» **Provided records**

──────────

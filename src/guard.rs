//! Route access control.
//!
//! The guard is a small state machine that sits between navigation and
//! rendering. While the persisted session is being checked it reports
//! [`AuthState::Checking`] and callers render a neutral loading view; once
//! resolved it either allows the requested route or yields exactly one
//! redirect target.

/// Session check status as seen by the UI layer.
#[derive(Debug, Clone, Copy, PartialEq, Eq)]
pub enum AuthState {
    /// The persisted session has not been inspected yet.
    Checking,
    Authenticated,
    Unauthenticated,
}

/// Navigable views of the app.
#[derive(Debug, Clone, Copy, PartialEq, Eq)]
pub enum Route {
    Landing,
    SignIn,
    SignUp,
    Dashboard,
    Tasks,
    TaskDetail(i64),
    Profile,
}

impl Route {
    /// Routes reachable without a session.
    #[must_use]
    pub fn is_public(self) -> bool {
        matches!(self, Route::Landing | Route::SignIn | Route::SignUp)
    }

    /// Sign-in and sign-up are pointless once a session exists.
    #[must_use]
    pub fn is_auth_entry(self) -> bool {
        matches!(self, Route::SignIn | Route::SignUp)
    }
}

/// Decides route access from the current [`AuthState`].
#[derive(Debug, Clone, Copy, PartialEq, Eq)]
pub struct RouteGuard {
    state: AuthState,
    route: Route,
}

impl RouteGuard {
    /// A guard for `initial` with the session check still pending.
    #[must_use]
    pub fn new(initial: Route) -> Self {
        Self {
            state: AuthState::Checking,
            route: initial,
        }
    }

    #[must_use]
    pub fn state(&self) -> AuthState {
        self.state
    }

    #[must_use]
    pub fn route(&self) -> Route {
        self.route
    }

    #[must_use]
    pub fn is_checking(&self) -> bool {
        self.state == AuthState::Checking
    }

    /// Record the session check result and return the redirect, if any.
    ///
    /// Unauthenticated visitors on a protected route are sent to sign-in;
    /// authenticated visitors on sign-in or sign-up are sent to the
    /// dashboard. Everyone else stays where they are. A returned redirect
    /// has already been applied to the guard's current route, so resolving
    /// the same state again yields no further redirect.
    pub fn resolve(&mut self, authenticated: bool) -> Option<Route> {
        self.state = if authenticated {
            AuthState::Authenticated
        } else {
            AuthState::Unauthenticated
        };
        let target = self.redirect_target()?;
        self.route = target;
        Some(target)
    }

    /// Move to `route`, re-evaluating access under the known state.
    ///
    /// Returns the route actually landed on. While still checking, the
    /// navigation is taken at face value and re-checked on `resolve`.
    pub fn navigate(&mut self, route: Route) -> Route {
        self.route = route;
        if self.state != AuthState::Checking {
            if let Some(target) = self.redirect_target() {
                self.route = target;
            }
        }
        self.route
    }

    /// Forget the last check result, e.g. after logout or session expiry.
    pub fn refresh(&mut self) {
        self.state = AuthState::Checking;
    }

    fn redirect_target(&self) -> Option<Route> {
        match self.state {
            AuthState::Checking => None,
            AuthState::Unauthenticated if !self.route.is_public() => Some(Route::SignIn),
            AuthState::Authenticated if self.route.is_auth_entry() => Some(Route::Dashboard),
            _ => None,
        }
    }
}

#[cfg(test)]
mod tests {
    use super::*;

    #[test]
    fn starts_checking_with_no_redirect() {
        let guard = RouteGuard::new(Route::Dashboard);
        assert!(guard.is_checking());
        assert_eq!(guard.state(), AuthState::Checking);
    }

    #[test]
    fn unauthenticated_protected_route_redirects_to_sign_in() {
        let mut guard = RouteGuard::new(Route::Dashboard);
        assert_eq!(guard.resolve(false), Some(Route::SignIn));
        assert_eq!(guard.route(), Route::SignIn);
    }

    #[test]
    fn unauthenticated_public_route_stays_put() {
        let mut guard = RouteGuard::new(Route::Landing);
        assert_eq!(guard.resolve(false), None);
        assert_eq!(guard.route(), Route::Landing);
    }

    #[test]
    fn authenticated_sign_in_redirects_to_dashboard() {
        let mut guard = RouteGuard::new(Route::SignIn);
        assert_eq!(guard.resolve(true), Some(Route::Dashboard));
    }

    #[test]
    fn authenticated_protected_route_is_allowed() {
        let mut guard = RouteGuard::new(Route::TaskDetail(7));
        assert_eq!(guard.resolve(true), None);
        assert_eq!(guard.route(), Route::TaskDetail(7));
    }

    #[test]
    fn navigate_enforces_known_state() {
        let mut guard = RouteGuard::new(Route::Landing);
        guard.resolve(false);
        assert_eq!(guard.navigate(Route::Profile), Route::SignIn);
        assert_eq!(guard.navigate(Route::SignUp), Route::SignUp);
    }

    #[test]
    fn refresh_returns_to_checking() {
        let mut guard = RouteGuard::new(Route::Dashboard);
        guard.resolve(true);
        guard.refresh();
        assert!(guard.is_checking());
    }
}
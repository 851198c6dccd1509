use std::collections::BTreeMap;

use crate::config::ApiConfig;

pub const HEADER_ACCEPT: &str = "accept";
pub const HEADER_CONTENT_TYPE: &str = "content-type";
pub const HEADER_AUTHORIZATION: &str = "authorization";
pub const HEADER_USER_AGENT: &str = "user-agent";

/// Build a deterministic header map for backend requests.
///
/// The bearer credential is attached only when one is present and non-empty;
/// requests without one go out unauthenticated and the backend decides.
#[must_use]
pub fn build_headers(config: &ApiConfig, credential: Option<&str>) -> BTreeMap<String, String> {
    let mut headers = BTreeMap::new();

    headers.insert(HEADER_ACCEPT.to_owned(), "application/json".to_owned());
    headers.insert(
        HEADER_CONTENT_TYPE.to_owned(),
        "application/json".to_owned(),
    );

    if let Some(credential) = credential.map(str::trim).filter(|value| !value.is_empty()) {
        headers.insert(
            HEADER_AUTHORIZATION.to_owned(),
            format!("Bearer {credential}"),
        );
    }

    let ua = match config.user_agent.as_deref() {
        Some(explicit) if !explicit.trim().is_empty() => explicit.trim().to_owned(),
        _ => default_user_agent(),
    };
    headers.insert(HEADER_USER_AGENT.to_owned(), ua);

    for (key, value) in &config.extra_headers {
        headers.insert(key.trim().to_ascii_lowercase(), value.trim().to_owned());
    }

    headers
}

fn default_user_agent() -> String {
    match runtime_os_triplet() {
        Some((platform, release, arch)) => format!("taskdeck ({platform} {release}; {arch})"),
        None => "taskdeck (unknown)".to_owned(),
    }
}

fn normalize_arch(arch: &str) -> String {
    match arch.to_ascii_lowercase().as_str() {
        "x86_64" | "amd64" => "x64".to_owned(),
        "x86" | "i386" | "i686" => "ia32".to_owned(),
        "aarch64" => "arm64".to_owned(),
        normalized => normalized.to_owned(),
    }
}

#[cfg(unix)]
fn runtime_os_triplet() -> Option<(String, String, String)> {
    use std::ffi::CStr;
    use std::mem::MaybeUninit;

    let mut raw = MaybeUninit::<libc::utsname>::uninit();
    // SAFETY: `uname` initializes the provided `utsname` struct on success.
    let rc = unsafe { libc::uname(raw.as_mut_ptr()) };
    if rc != 0 {
        return None;
    }

    // SAFETY: We checked `uname` returned success, so `raw` is initialized.
    let raw = unsafe { raw.assume_init() };
    // SAFETY: `uname` provides NUL-terminated fixed-size C strings.
    let platform = unsafe { CStr::from_ptr(raw.sysname.as_ptr()) }
        .to_string_lossy()
        .to_lowercase();
    // SAFETY: `uname` provides NUL-terminated fixed-size C strings.
    let release = unsafe { CStr::from_ptr(raw.release.as_ptr()) }
        .to_string_lossy()
        .into_owned();
    // SAFETY: `uname` provides NUL-terminated fixed-size C strings.
    let arch = unsafe { CStr::from_ptr(raw.machine.as_ptr()) }.to_string_lossy();
    let arch = normalize_arch(&arch);

    if platform.is_empty() || release.is_empty() || arch.is_empty() {
        None
    } else {
        Some((platform, release, arch))
    }
}

#[cfg(not(unix))]
fn runtime_os_triplet() -> Option<(String, String, String)> {
    None
}
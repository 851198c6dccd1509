/// Default base URL for the task backend.
pub const DEFAULT_API_BASE_URL: &str = "http://localhost:8000";

/// API version prefix shared by every endpoint.
pub const API_PREFIX: &str = "/api/v1";

/// Normalize a backend base URL.
///
/// Normalization rules:
/// 1) empty input falls back to the default base URL
/// 2) trailing slashes are trimmed
/// 3) a base already ending in `/api/v1` has the prefix stripped so endpoint
///    builders never double it
#[must_use]
pub fn normalize_base_url(input: &str) -> String {
    let base = if input.trim().is_empty() {
        DEFAULT_API_BASE_URL
    } else {
        input.trim()
    };

    let trimmed = base.trim_end_matches('/');
    if let Some(stripped) = trimmed.strip_suffix(API_PREFIX) {
        return stripped.trim_end_matches('/').to_string();
    }
    trimmed.to_string()
}

#[must_use]
pub fn login_url(base: &str) -> String {
    format!("{}{}/auth/login", normalize_base_url(base), API_PREFIX)
}

#[must_use]
pub fn register_url(base: &str) -> String {
    format!("{}{}/auth/register", normalize_base_url(base), API_PREFIX)
}

#[must_use]
pub fn logout_url(base: &str) -> String {
    format!("{}{}/auth/logout", normalize_base_url(base), API_PREFIX)
}

#[must_use]
pub fn tasks_url(base: &str, user_id: &str) -> String {
    format!("{}{}/tasks/{user_id}/tasks", normalize_base_url(base), API_PREFIX)
}

#[must_use]
pub fn task_url(base: &str, user_id: &str, task_id: i64) -> String {
    format!("{}/{task_id}", tasks_url(base, user_id))
}

#[must_use]
pub fn task_complete_url(base: &str, user_id: &str, task_id: i64) -> String {
    format!("{}/{task_id}/complete", tasks_url(base, user_id))
}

──────────

» **What you need to do**
Copy out the listing above, line by line and exactly, from its first line to the line holding "loading view; once", inclusive.

» **Solved problem**
filename src/guard.rs
//! Route access control.
//!
//! The guard is a small state machine that sits between navigation and
//! rendering. While the persisted session is being checked it reports
//! [`AuthState::Checking`] and callers render a neutral loading view; once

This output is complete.